• [Assigned task]: Only certain lines below are wanted: those starting at the line containing "#[derive(Debug, Default)]" and ending at the line containing "erstellt und mit", both included, each retyped exactly.

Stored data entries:
=== Section Start ===
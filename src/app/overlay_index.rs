//! Index der Marker-Overlays auf der Karte.
//!
//! Hält genau ein Overlay pro Marker. `reconcile` ist ein vollständiger
//! Diff-und-Sync-Durchlauf gegen die aktuelle Marker-Liste, kein
//! inkrementelles Patchen; die Listen sind benutzerkuratiert und klein.

use super::AppIntent;
use crate::core::{Marker, MarkerKey};
use crate::services::{MapView, MarkerOverlay, OverlayHandle};
use indexmap::IndexMap;
use std::collections::HashSet;

/// Ergebnis eines Abgleichs
#[derive(Debug, Clone, Copy, Default, PartialEq, Eq)]
pub struct ReconcileReport {
    /// Neu erstellte Overlays
    pub created: usize,
    /// Entfernte Overlays
    pub destroyed: usize,
}

impl ReconcileReport {
    /// Gibt `true` zurück, wenn der Abgleich nichts verändert hat.
    pub fn is_noop(&self) -> bool {
        self.created == 0 && self.destroyed == 0
    }
}

/// Zuordnung Marker-Schlüssel → Overlay-Handle.
#[derive(Debug, Default)]
pub struct MarkerOverlayIndex {
    bindings: IndexMap<MarkerKey, OverlayHandle>,
}

impl MarkerOverlayIndex {
    /// Erstellt einen leeren Index.
    pub fn new() -> Self {
        Self::default()
    }

    /// Gleicht die Overlays mit `markers` ab.
    ///
    /// Overlays ohne Marker werden entfernt, fehlende Overlays erstellt und mit
    /// dem Intent aus `on_activate` verknüpft. Wiederholte Aufrufe mit derselben
    /// Liste erstellen oder entfernen nichts.
    pub fn reconcile<F>(
        &mut self,
        markers: &[Marker],
        view: &mut dyn MapView,
        on_activate: F,
    ) -> ReconcileReport
    where
        F: Fn(&Marker) -> AppIntent,
    {
        let wanted: HashSet<MarkerKey> = markers.iter().map(Marker::key).collect();
        let mut report = ReconcileReport::default();

        self.bindings.retain(|key, handle| {
            if wanted.contains(key) {
                true
            } else {
                view.remove_overlay(*handle);
                report.destroyed += 1;
                false
            }
        });

        for marker in markers {
            let key = marker.key();
            if self.bindings.contains_key(&key) {
                continue;
            }
            let handle = view.add_marker_overlay(MarkerOverlay {
                key,
                position: marker.position(),
                title: marker.name.clone(),
                detail: marker.position().display_precise(),
                on_activate: on_activate(marker),
            });
            self.bindings.insert(key, handle);
            report.created += 1;
        }

        if !report.is_noop() {
            log::debug!(
                "Overlays abgeglichen: {} erstellt, {} entfernt, {} aktiv",
                report.created,
                report.destroyed,
                self.bindings.len()
            );
        }
        report
    }

    /// Entfernt das Overlay eines Markers. Gibt `false` zurück, wenn keines existierte.
    pub fn remove_one(&mut self, key: MarkerKey, view: &mut dyn MapView) -> bool {
        match self.bindings.shift_remove(&key) {
            Some(handle) => {
                view.remove_overlay(handle);
                true
            }
            None => false,
        }
    }

    /// Handle des Overlays zu einem Marker
    pub fn handle(&self, key: MarkerKey) -> Option<OverlayHandle> {
        self.bindings.get(&key).copied()
    }

    /// Schlüssel aller materialisierten Marker
    pub fn keys(&self) -> impl Iterator<Item = MarkerKey> + '_ {
        self.bindings.keys().copied()
    }

    /// Anzahl der Overlays
    pub fn len(&self) -> usize {
        self.bindings.len()
    }

    /// Gibt `true` zurück, wenn keine Overlays existieren.
    pub fn is_empty(&self) -> bool {
        self.bindings.is_empty()
    }
}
=== Section End ===
• [Output for this task]:
#[derive(Debug, Default)]
pub struct MarkerOverlayIndex {
    bindings: IndexMap<MarkerKey, OverlayHandle>,
}

impl MarkerOverlayIndex {
    /// Erstellt einen leeren Index.
    pub fn new() -> Self {
        Self::default()
    }

    /// Gleicht die Overlays mit `markers` ab.
    ///
    /// Overlays ohne Marker werden entfernt, fehlende Overlays erstellt und mit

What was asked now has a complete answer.